* Work request *
From the records below, pull each line that has "stored".

(Items listed in a dataset)
________________________________________
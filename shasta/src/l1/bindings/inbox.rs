use alloy::sol;

sol!(

#[sol(all_derives)]
library LibBlobs {
    /// @notice Represents a segment of data stored in consecutive blobs of
    /// the proposing transaction.
    struct BlobReference {
        /// @notice The starting index of the blob.
        uint16 blobStartIndex;
        /// @notice The number of blobs.
        uint16 numBlobs;
        /// @notice The field-element offset within the blob data.
        uint24 offset;
    }

    /// @notice Represents a frame of data that is stored in multiple blobs.
    struct BlobSlice {
        /// @notice The blobs containing the proposal's content.
        bytes32[] blobHashes;
        /// @notice The byte offset of the proposal's content in the containing blobs.
        uint24 offset;
        /// @notice The timestamp when the frame was created.
        uint48 timestamp;
    }
}


#[sol(all_derives)]
library LibBonds {
    /// @notice A stake transfer obligation between a payer and a payee tied
    /// to a proposal. The bond type is 0 (none), 1 (provability) or 2
    /// (liveness).
    struct BondInstruction {
        uint48 proposalId;
        uint8 bondType;
        address payer;
        address payee;
    }
}


#[sol(rpc, all_derives)]
interface ICheckpointStore {
    /// @notice Represents a synced checkpoint
    struct Checkpoint {
        uint48 blockNumber;
        /// @notice The block hash for the end (last) L2 block in this proposal.
        bytes32 blockHash;
        /// @notice The state root for the end (last) L2 block in this proposal.
        bytes32 stateRoot;
    }

    /// @notice Emitted when a checkpoint is saved
    event CheckpointSaved(uint48 indexed blockNumber, bytes32 blockHash, bytes32 stateRoot);

    /// @notice Gets a checkpoint by offset. Offset 0 is the last checkpoint,
    /// 1 the second last, etc.
    function getCheckpoint(uint48 _offset) external view returns (Checkpoint memory);

    /// @notice Gets the latest checkpoint number
    function getLatestCheckpointBlockNumber() external view returns (uint48);

    /// @notice Gets the number of checkpoints
    function getNumberOfCheckpoints() external view returns (uint48);
}


#[sol(rpc, all_derives)]
interface IInbox {
    /// @notice Configuration struct for Inbox constructor parameters
    struct Config {
        /// @notice The codec used for encoding and hashing
        address codec;
        /// @notice The token used for bonds
        address bondToken;
        /// @notice The proof verifier contract
        address proofVerifier;
        /// @notice The proposer checker contract
        address proposerChecker;
        /// @notice The proving window in seconds
        uint48 provingWindow;
        /// @notice The extended proving window in seconds
        uint48 extendedProvingWindow;
        /// @notice The maximum number of finalized proposals in one block
        uint256 maxFinalizationCount;
        /// @notice The finalization grace period in seconds
        uint48 finalizationGracePeriod;
        /// @notice The ring buffer size for storing proposal hashes
        uint256 ringBufferSize;
        /// @notice The percentage of basefee paid to coinbase
        uint8 basefeeSharingPctg;
        /// @notice The minimum number of forced inclusions the proposer must
        /// process when they are due
        uint256 minForcedInclusionCount;
        /// @notice The delay for forced inclusions measured in seconds
        uint16 forcedInclusionDelay;
        /// @notice The fee for forced inclusions in Gwei
        uint64 forcedInclusionFeeInGwei;
        /// @notice The maximum number of checkpoints to store in ring buffer
        uint16 maxCheckpointHistory;
    }

    /// @notice Represents the core state of the inbox.
    struct CoreState {
        /// @notice The next proposal ID to be assigned.
        uint48 nextProposalId;
        /// @notice The next proposal block ID to be assigned.
        uint48 nextProposalBlockId;
        /// @notice The ID of the last finalized proposal.
        uint48 lastFinalizedProposalId;
        /// @notice The hash of the last finalized transition.
        bytes32 lastFinalizedTransitionHash;
        /// @notice The hash of all bond instructions.
        bytes32 bondInstructionsHash;
    }

    /// @notice Contains derivation data for a proposal that is not needed
    /// during proving.
    /// @dev This data is hashed and stored in the Proposal struct to reduce
    /// calldata size.
    struct Derivation {
        /// @notice The L1 block number when the proposal was accepted.
        uint48 originBlockNumber;
        /// @notice The hash of the origin block.
        bytes32 originBlockHash;
        /// @notice Whether the proposal originates from a forced inclusion.
        bool isForcedInclusion;
        /// @notice The percentage of base fee paid to coinbase.
        uint8 basefeeSharingPctg;
        /// @notice Blobs that contain the proposal's manifest data.
        LibBlobs.BlobSlice blobSlice;
    }

    /// @notice Represents a proposal for L2 blocks.
    struct Proposal {
        /// @notice Unique identifier for the proposal.
        uint48 id;
        /// @notice The L1 block timestamp when the proposal was accepted.
        uint48 timestamp;
        /// @notice The timestamp of the last slot where the current preconfer can propose.
        uint48 endOfSubmissionWindowTimestamp;
        /// @notice Address of the proposer.
        address proposer;
        /// @notice The hash of the core state after this proposal.
        bytes32 coreStateHash;
        /// @notice Hash of the Derivation struct containing additional proposal data.
        bytes32 derivationHash;
    }

    /// @notice Represents a transition about the state transition of a proposal.
    /// @dev Prover information lives in TransitionMetadata for out-of-order
    /// proving support.
    struct Transition {
        /// @notice The proposal's hash.
        bytes32 proposalHash;
        /// @notice The parent transition's hash, linking the transition to the
        /// transition chain that finalizes the corresponding proposal.
        bytes32 parentTransitionHash;
        /// @notice The end block header containing number, hash, and state root.
        ICheckpointStore.Checkpoint checkpoint;
    }

    /// @notice Metadata about the proving of a transition
    struct TransitionMetadata {
        /// @notice The designated prover for this transition.
        address designatedProver;
        /// @notice The actual prover who submitted the proof.
        address actualProver;
    }

    /// @notice Represents a record of a transition with additional metadata.
    struct TransitionRecord {
        /// @notice The span indicating how many proposals this transition record covers.
        uint8 span;
        /// @notice The bond instructions.
        LibBonds.BondInstruction[] bondInstructions;
        /// @notice The hash of the last transition in the span.
        bytes32 transitionHash;
        /// @notice The hash of the last checkpoint in the span.
        bytes32 checkpointHash;
    }

    /// @notice Input data for the propose function
    struct ProposeInput {
        /// @notice The deadline timestamp for transaction inclusion (0 = no deadline).
        uint48 deadline;
        /// @notice The current core state before this proposal.
        CoreState coreState;
        /// @notice Array of existing proposals for validation (1-2 elements).
        Proposal[] parentProposals;
        /// @notice Blob reference for proposal data.
        LibBlobs.BlobReference blobReference;
        /// @notice Array of transition records for finalization.
        TransitionRecord[] transitionRecords;
        /// @notice The checkpoint for finalization.
        ICheckpointStore.Checkpoint checkpoint;
        /// @notice The number of forced inclusions that the proposer wants to process.
        uint8 numForcedInclusions;
    }

    /// @notice Input data for the prove function
    struct ProveInput {
        /// @notice Array of proposals to prove.
        Proposal[] proposals;
        /// @notice Array of transitions containing proof details.
        Transition[] transitions;
        /// @notice Array of metadata for prover information.
        /// @dev Must have same length as transitions array.
        TransitionMetadata[] metadata;
    }

    /// @notice Payload data emitted in the Proposed event
    struct ProposedEventPayload {
        /// @notice The proposal that was created.
        Proposal proposal;
        /// @notice The derivation data for the proposal.
        Derivation derivation;
        /// @notice The core state after the proposal.
        CoreState coreState;
    }

    /// @notice Payload data emitted in the Proved event
    struct ProvedEventPayload {
        /// @notice The proposal ID that was proven.
        uint48 proposalId;
        /// @notice The transition that was proven.
        Transition transition;
        /// @notice The transition record containing additional metadata.
        TransitionRecord transitionRecord;
        /// @notice The metadata containing prover information.
        TransitionMetadata metadata;
    }

    /// @notice Emitted when a new proposal is proposed.
    /// @param data The encoded ProposedEventPayload
    event Proposed(bytes data);

    /// @notice Emitted when a proof is submitted
    /// @param data The encoded ProvedEventPayload
    event Proved(bytes data);

    /// @notice Emitted when bond instructions are issued
    /// @param instructions The bond instructions that need to be performed.
    event BondInstructed(LibBonds.BondInstruction[] instructions);

    /// @notice Proposes new proposals of L2 blocks.
    /// @param _lookahead The data to post a new lookahead (currently unused).
    /// @param _data The encoded ProposeInput struct.
    function propose(bytes calldata _lookahead, bytes calldata _data) external;

    /// @notice Proves a transition about some properties of a proposal,
    /// including its state transition.
    /// @param _data The encoded ProveInput struct.
    /// @param _proof Validity proof for the transitions.
    function prove(bytes calldata _data, bytes calldata _proof) external;

    /// @notice Returns the proposal hash stored at the proposal's ring buffer slot.
    function getProposalHash(uint48 _proposalId) external view returns (bytes32 proposalHash_);

    /// @notice Returns the transition record hash for a given proposal ID and
    /// parent transition hash.
    /// @return finalizationDeadline_ The timestamp when finalization is enforced.
    /// @return recordHash_ The hash of the transition record.
    function getTransitionRecordHash(
        uint48 _proposalId,
        bytes32 _parentTransitionHash
    )
        external
        view
        returns (uint48 finalizationDeadline_, bytes26 recordHash_);

    /// @notice Returns the configuration parameters of the Inbox contract
    function getConfig() external view returns (Config memory config_);

    /// @notice Returns the bond balance deposited for an account.
    function bondBalance(address _account) external view returns (uint256);
}


#[sol(rpc)]
interface InboxHelper {
    // abi.encode based codecs

    function encodeProposeInput(IInbox.ProposeInput memory _input) external pure returns (bytes memory);
    function decodeProposeInput(bytes calldata _data) external pure returns (IInbox.ProposeInput memory input_);
    function encodeProposedEvent(IInbox.ProposedEventPayload memory _payload) external pure returns (bytes memory);
    function decodeProposedEvent(bytes calldata _data) external pure returns (IInbox.ProposedEventPayload memory payload_);
    function encodeProveInput(IInbox.ProveInput memory _input) external pure returns (bytes memory);
    function decodeProveInput(bytes calldata _data) external pure returns (IInbox.ProveInput memory input_);
    function encodeProvedEvent(IInbox.ProvedEventPayload memory _payload) external pure returns (bytes memory);
    function decodeProvedEvent(bytes calldata _data) external pure returns (IInbox.ProvedEventPayload memory payload_);

    function hashCheckpoint(ICheckpointStore.Checkpoint memory _checkpoint) external pure returns (bytes32);
    function hashCoreState(IInbox.CoreState memory _coreState) external pure returns (bytes32);
    function hashDerivation(IInbox.Derivation memory _derivation) external pure returns (bytes32);
    function hashProposal(IInbox.Proposal memory _proposal) external pure returns (bytes32);
    function hashTransition(IInbox.Transition memory _transition) external pure returns (bytes32);
    function hashTransitionRecord(IInbox.TransitionRecord memory _transitionRecord) external pure returns (bytes26);
    function hashTransitionsArray(IInbox.Transition[] memory _transitions) external pure returns (bytes32);

    // compact (gas optimized) codecs

    function encodeProposeInputOptimized(IInbox.ProposeInput memory _input) external pure returns (bytes memory);
    function decodeProposeInputOptimized(bytes calldata _data) external pure returns (IInbox.ProposeInput memory input_);
    function encodeProposedEventOptimized(IInbox.ProposedEventPayload memory _payload) external pure returns (bytes memory);
    function decodeProposedEventOptimized(bytes calldata _data) external pure returns (IInbox.ProposedEventPayload memory payload_);
    function encodeProveInputOptimized(IInbox.ProveInput memory _input) external pure returns (bytes memory);
    function decodeProveInputOptimized(bytes calldata _data) external pure returns (IInbox.ProveInput memory input_);
    function encodeProvedEventOptimized(IInbox.ProvedEventPayload memory _payload) external pure returns (bytes memory);
    function decodeProvedEventOptimized(bytes calldata _data) external pure returns (IInbox.ProvedEventPayload memory payload_);

    function hashCheckpointOptimized(ICheckpointStore.Checkpoint memory _checkpoint) external pure returns (bytes32);
    function hashCoreStateOptimized(IInbox.CoreState memory _coreState) external pure returns (bytes32);
    function hashDerivationOptimized(IInbox.Derivation memory _derivation) external pure returns (bytes32);
    function hashProposalOptimized(IInbox.Proposal memory _proposal) external pure returns (bytes32);
    function hashTransitionOptimized(IInbox.Transition memory _transition) external pure returns (bytes32);
    function hashTransitionRecordOptimized(IInbox.TransitionRecord memory _transitionRecord) external pure returns (bytes26);
    function hashTransitionsArrayOptimized(IInbox.Transition[] memory _transitions) external pure returns (bytes32);
}

);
________________________________________
* Exercise response *
    /// @notice Represents a segment of data stored in consecutive blobs of
    /// @notice Represents a frame of data that is stored in multiple blobs.
    /// @dev This data is hashed and stored in the Proposal struct to reduce
    /// @notice Returns the proposal hash stored at the proposal's ring buffer slot.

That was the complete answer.